Fortunately for you, I can use you. You like to be helpful, don't you? You always wanted to save people. Well, I will generously offer you that opportunity. You will be allowed to live if you agree to work with us and stop fighting us."

She closed her eyes to fight back the hot tears trying to spill out. Even after months in captivity it made her heart ache that the man she loved so desperately would do this to her. That he would snatch her away from her life to torture her, to experiment on her like she wasn't even human.

"Look, James wants you to cooperate. Don't you want mommy to help us, James?"

Memory and dream collided harshly. Sira's head whipped around to look at the small boy perched on the edge of the roof with them, watching her with teary, fearful eyes. Her stomach lurched with the conflict. On one hand, she knew this wasn't what had happened. It couldn't have. On the other, it all felt so real.

"All you have to do is kill him." There was a different sort of intensity in Liam's eyes when he jerked her face around roughly by her chin. "The one with the golden eyes. You know how to find him. Kill him, and this all will be over."

"No!" That was James. He had climbed up onto the low crenelation with them. His small, chubby hand reached out for his mother. "That isn't it! That won't stop it--!"

Guards in black she hadn't seen swarmed up to grab at the boy who struggled to stay out of their grasp. Icy fingers pierced her heart as she watched his little feet dancing on the precipice.

"He's going to fall, Liam. Save him!" Sira struggled against her bindings. "Save our son!"

"That traitor," spat the man holding her arm. No longer was it Liam's voice in her ear. "You never had a son, Sira. You have to listen to me. You have to kill him. Free us, Sira." The voice grew more desperate.
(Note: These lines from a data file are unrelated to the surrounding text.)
//! Read-through membership cache for favorites and watchlist.
//!
//! Answers "is movie X in collection K" from an in-memory snapshot of the
//! whole collection. A snapshot is trusted for `ttl` after it was fetched, for
//! as long as the session that fetched it is still current.
//!
//! Writes never patch the snapshot. A successful add or remove marks the kind
//! stale and immediately re-fetches the full collection, so record ids always
//! come from the server.
//!
//! Concurrent readers of a stale kind share one in-flight refresh. Refreshes
//! run on a spawned task, so a refresh whose callers all went away still lands
//! in the cache.

use std::{
    collections::{HashMap, HashSet},
    sync::Arc,
    time::Duration,
};

use chrono::{DateTime, Utc};
use futures::future::{BoxFuture, FutureExt, Shared};
use tokio::sync::Mutex;

use crate::{
    clock::Clock,
    error::{ApiError, MembershipError, MembershipResult},
    models::{CollectionKind, MembershipEntry, MembershipRecord},
    services::providers::MembershipProvider,
    session::SessionStore,
};

pub const DEFAULT_MEMBERSHIP_TTL: Duration = Duration::from_secs(300);

/// Freshness of one collection kind
#[derive(Debug, Clone, Copy, PartialEq, Eq)]
pub enum CacheState {
    /// Never fetched, cleared, or fetched under another session
    Empty,
    Fresh,
    /// TTL elapsed or a write happened since the last successful refresh
    Stale,
}

#[derive(Debug)]
struct Snapshot {
    entries: Vec<MembershipEntry>,
    fetched_at: DateTime<Utc>,
    session_epoch: u64,
    generation: u64,
}

impl Snapshot {
    fn find(&self, movie_id: u64) -> Option<&MembershipEntry> {
        self.entries.iter().find(|e| e.catalog_item_id == movie_id)
    }
}

type RefreshOutcome = Result<Arc<Snapshot>, Arc<ApiError>>;
type SharedRefresh = Shared<BoxFuture<'static, RefreshOutcome>>;

struct InFlight {
    generation: u64,
    session_epoch: u64,
    future: SharedRefresh,
}

#[derive(Default)]
struct Slot {
    snapshot: Option<Arc<Snapshot>>,
    in_flight: Option<InFlight>,
    /// Generation of the most recently started refresh
    last_generation: u64,
    /// Snapshots from earlier generations are stale
    valid_from: u64,
}

struct Inner {
    provider: Arc<dyn MembershipProvider>,
    session: Arc<SessionStore>,
    clock: Arc<dyn Clock>,
    ttl: Duration,
    slots: Mutex<HashMap<CollectionKind, Slot>>,
}

impl Inner {
    fn classify(&self, slot: &Slot) -> CacheState {
        let Some(snapshot) = &slot.snapshot else {
            return CacheState::Empty;
        };
        if snapshot.session_epoch != self.session.epoch() {
            return CacheState::Empty;
        }

        // A clock that went backwards counts as zero age
        let age = (self.clock.now() - snapshot.fetched_at)
            .to_std()
            .unwrap_or_default();

        if snapshot.generation < slot.valid_from || age > self.ttl {
            CacheState::Stale
        } else {
            CacheState::Fresh
        }
    }

    async fn refresh(self: Arc<Self>, kind: CollectionKind, generation: u64, epoch: u64) -> RefreshOutcome {
        tracing::debug!(kind = %kind, generation, provider = self.provider.name(), "Refreshing membership cache");

        let result = self.provider.list_memberships(kind).await;

        let mut slots = self.slots.lock().await;
        let slot = slots.entry(kind).or_default();
        if slot
            .in_flight
            .as_ref()
            .is_some_and(|f| f.generation == generation)
        {
            slot.in_flight = None;
        }

        let records = match result {
            Ok(records) => records,
            Err(e) => {
                tracing::warn!(kind = %kind, generation, error = %e, "Membership refresh failed");
                return Err(Arc::new(e));
            }
        };

        let snapshot = Arc::new(Snapshot {
            entries: collect_entries(kind, &records),
            fetched_at: self.clock.now(),
            session_epoch: epoch,
            generation,
        });

        let superseded = slot
            .snapshot
            .as_ref()
            .is_some_and(|s| s.session_epoch == epoch && s.generation > generation);

        if epoch != self.session.epoch() || generation < slot.valid_from || superseded {
            tracing::debug!(kind = %kind, generation, "Discarding superseded membership refresh");
        } else {
            tracing::info!(
                kind = %kind,
                generation,
                entries = snapshot.entries.len(),
                "Membership cache refreshed"
            );
            slot.snapshot = Some(Arc::clone(&snapshot));
        }

        Ok(snapshot)
    }
}

/// Keeps the first record per movie
fn collect_entries(kind: CollectionKind, records: &[MembershipRecord]) -> Vec<MembershipEntry> {
    let mut seen = HashSet::new();
    let entries: Vec<MembershipEntry> = records
        .iter()
        .filter(|r| seen.insert(r.movie.id))
        .map(MembershipEntry::from)
        .collect();

    if entries.len() != records.len() {
        tracing::warn!(
            kind = %kind,
            duplicates = records.len() - entries.len(),
            "Collection listing contained duplicate movies"
        );
    }

    entries
}

fn validate_movie_id(movie_id: u64) -> MembershipResult<()> {
    if movie_id == 0 {
        return Err(MembershipError::InvalidMovieId(movie_id));
    }
    Ok(())
}

/// Shared handle to the favorites and watchlist membership caches of one client
#[derive(Clone)]
pub struct MembershipCache {
    inner: Arc<Inner>,
}

impl MembershipCache {
    pub fn new(
        provider: Arc<dyn MembershipProvider>,
        session: Arc<SessionStore>,
        clock: Arc<dyn Clock>,
        ttl: Duration,
    ) -> Self {
        Self {
            inner: Arc::new(Inner {
                provider,
                session,
                clock,
                ttl,
                slots: Mutex::new(HashMap::new()),
            }),
        }
    }

    /// Whether `movie_id` is in `kind`, refreshing first when empty or stale
    pub async fn is_member(&self, kind: CollectionKind, movie_id: u64) -> MembershipResult<bool> {
        validate_movie_id(movie_id)?;
        let snapshot = self.ensure_fresh(kind).await?;
        Ok(snapshot.find(movie_id).is_some())
    }

    /// Current entries of `kind`, refreshing first when empty or stale
    pub async fn members(&self, kind: CollectionKind) -> MembershipResult<Vec<MembershipEntry>> {
        let snapshot = self.ensure_fresh(kind).await?;
        Ok(snapshot.entries.clone())
    }

    /// Adds `movie_id` to `kind` on the server, then re-fetches the collection
    pub async fn add(&self, kind: CollectionKind, movie_id: u64) -> MembershipResult<()> {
        validate_movie_id(movie_id)?;
        let epoch = self.inner.session.epoch();

        if let Err(e) = self.inner.provider.create_membership(kind, movie_id).await {
            tracing::error!(kind = %kind, movie_id, error = %e, "Failed to add membership");
            return Err(self
                .map_failure(epoch, Arc::new(e), |source| MembershipError::Write {
                    kind,
                    movie_id,
                    source,
                })
                .await);
        }

        tracing::info!(kind = %kind, movie_id, "Membership added");
        self.refresh_after_write(kind).await
    }

    /// Removes `movie_id` from `kind` on the server, then re-fetches the collection
    pub async fn remove(&self, kind: CollectionKind, movie_id: u64) -> MembershipResult<()> {
        validate_movie_id(movie_id)?;

        let snapshot = self.ensure_fresh(kind).await?;
        let Some(entry) = snapshot.find(movie_id).copied() else {
            tracing::warn!(kind = %kind, movie_id, "Remove requested for movie not in collection");
            return Err(MembershipError::NotFound { kind, movie_id });
        };
        let epoch = self.inner.session.epoch();

        if let Err(e) = self
            .inner
            .provider
            .delete_membership(kind, entry.membership_record_id)
            .await
        {
            tracing::error!(
                kind = %kind,
                movie_id,
                record_id = entry.membership_record_id,
                error = %e,
                "Failed to remove membership"
            );
            return Err(self
                .map_failure(epoch, Arc::new(e), |source| MembershipError::Write {
                    kind,
                    movie_id,
                    source,
                })
                .await);
        }

        tracing::info!(kind = %kind, movie_id, "Membership removed");
        self.refresh_after_write(kind).await
    }

    pub async fn state(&self, kind: CollectionKind) -> CacheState {
        let slots = self.inner.slots.lock().await;
        slots
            .get(&kind)
            .map(|slot| self.inner.classify(slot))
            .unwrap_or(CacheState::Empty)
    }

    /// Drops every snapshot. Refreshes already running will not repopulate.
    pub async fn clear(&self) {
        let mut slots = self.inner.slots.lock().await;
        for slot in slots.values_mut() {
            slot.snapshot = None;
            slot.in_flight = None;
            slot.valid_from = slot.last_generation + 1;
        }
        tracing::debug!("Membership caches cleared");
    }

    async fn ensure_fresh(&self, kind: CollectionKind) -> MembershipResult<Arc<Snapshot>> {
        let (refresh, epoch) = {
            let mut slots = self.inner.slots.lock().await;
            let slot = slots.entry(kind).or_default();

            if self.inner.classify(slot) == CacheState::Fresh {
                if let Some(snapshot) = &slot.snapshot {
                    tracing::debug!(kind = %kind, "Membership cache hit");
                    return Ok(Arc::clone(snapshot));
                }
            }

            let epoch = self.inner.session.epoch();
            let joinable = slot
                .in_flight
                .as_ref()
                .filter(|f| f.generation >= slot.valid_from && f.session_epoch == epoch)
                .map(|f| f.future.clone());

            let refresh = match joinable {
                Some(future) => {
                    tracing::debug!(kind = %kind, "Joining in-flight refresh");
                    future
                }
                None => self.start_refresh(kind, slot, epoch),
            };
            (refresh, epoch)
        };

        self.await_refresh(kind, epoch, refresh).await
    }

    /// Marks `kind` stale and starts a refresh that does not join older ones
    async fn refresh_after_write(&self, kind: CollectionKind) -> MembershipResult<()> {
        let epoch = self.inner.session.epoch();
        let refresh = {
            let mut slots = self.inner.slots.lock().await;
            let slot = slots.entry(kind).or_default();
            slot.valid_from = slot.last_generation + 1;
            self.start_refresh(kind, slot, epoch)
        };

        self.await_refresh(kind, epoch, refresh).await.map(|_| ())
    }

    /// Must be called with the slot lock held
    fn start_refresh(&self, kind: CollectionKind, slot: &mut Slot, epoch: u64) -> SharedRefresh {
        slot.last_generation += 1;
        let generation = slot.last_generation;

        let inner = Arc::clone(&self.inner);
        let task = tokio::spawn(inner.refresh(kind, generation, epoch));

        let future = async move {
            match task.await {
                Ok(outcome) => outcome,
                Err(e) => Err(Arc::new(ApiError::Task(e.to_string()))),
            }
        }
        .boxed()
        .shared();

        slot.in_flight = Some(InFlight {
            generation,
            session_epoch: epoch,
            future: future.clone(),
        });

        future
    }

    async fn await_refresh(
        &self,
        kind: CollectionKind,
        epoch: u64,
        refresh: SharedRefresh,
    ) -> MembershipResult<Arc<Snapshot>> {
        match refresh.await {
            Ok(snapshot) => Ok(snapshot),
            Err(source) => Err(self
                .map_failure(epoch, source, |source| MembershipError::Query { kind, source })
                .await),
        }
    }

    /// Auth failures become `SessionExpired`
    ///
    /// Credentials are dropped only if the session that issued the request at
    /// `epoch` is still current.
    async fn map_failure(
        &self,
        epoch: u64,
        source: Arc<ApiError>,
        wrap: impl FnOnce(Arc<ApiError>) -> MembershipError,
    ) -> MembershipError {
        if !source.is_auth_failure() {
            return wrap(source);
        }

        if matches!(*source, ApiError::Unauthorized) {
            self.inner.session.clear_if_epoch(epoch).await;
        }
        MembershipError::SessionExpired
    }
}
The boy and his would-be captors struggled still. Some how she managed to get herself free of the hand holding her. Somehow she had freed her hands. She crossed the distance between herself and her son, and there was a blaze as she touched the men in black uniforms. They burst into flames and dissolved into ash at a brush of her fingers.

But she was too late, James had gone over the edge. He was falling.

She leaped over the edge of the roof after him, the strangled cries of the man left on the roof horrified.

Just in time she wrapped her arms around the boy and twisted them about so that she took the brunt of the impact.

The dream ended in a horrible rush of agony.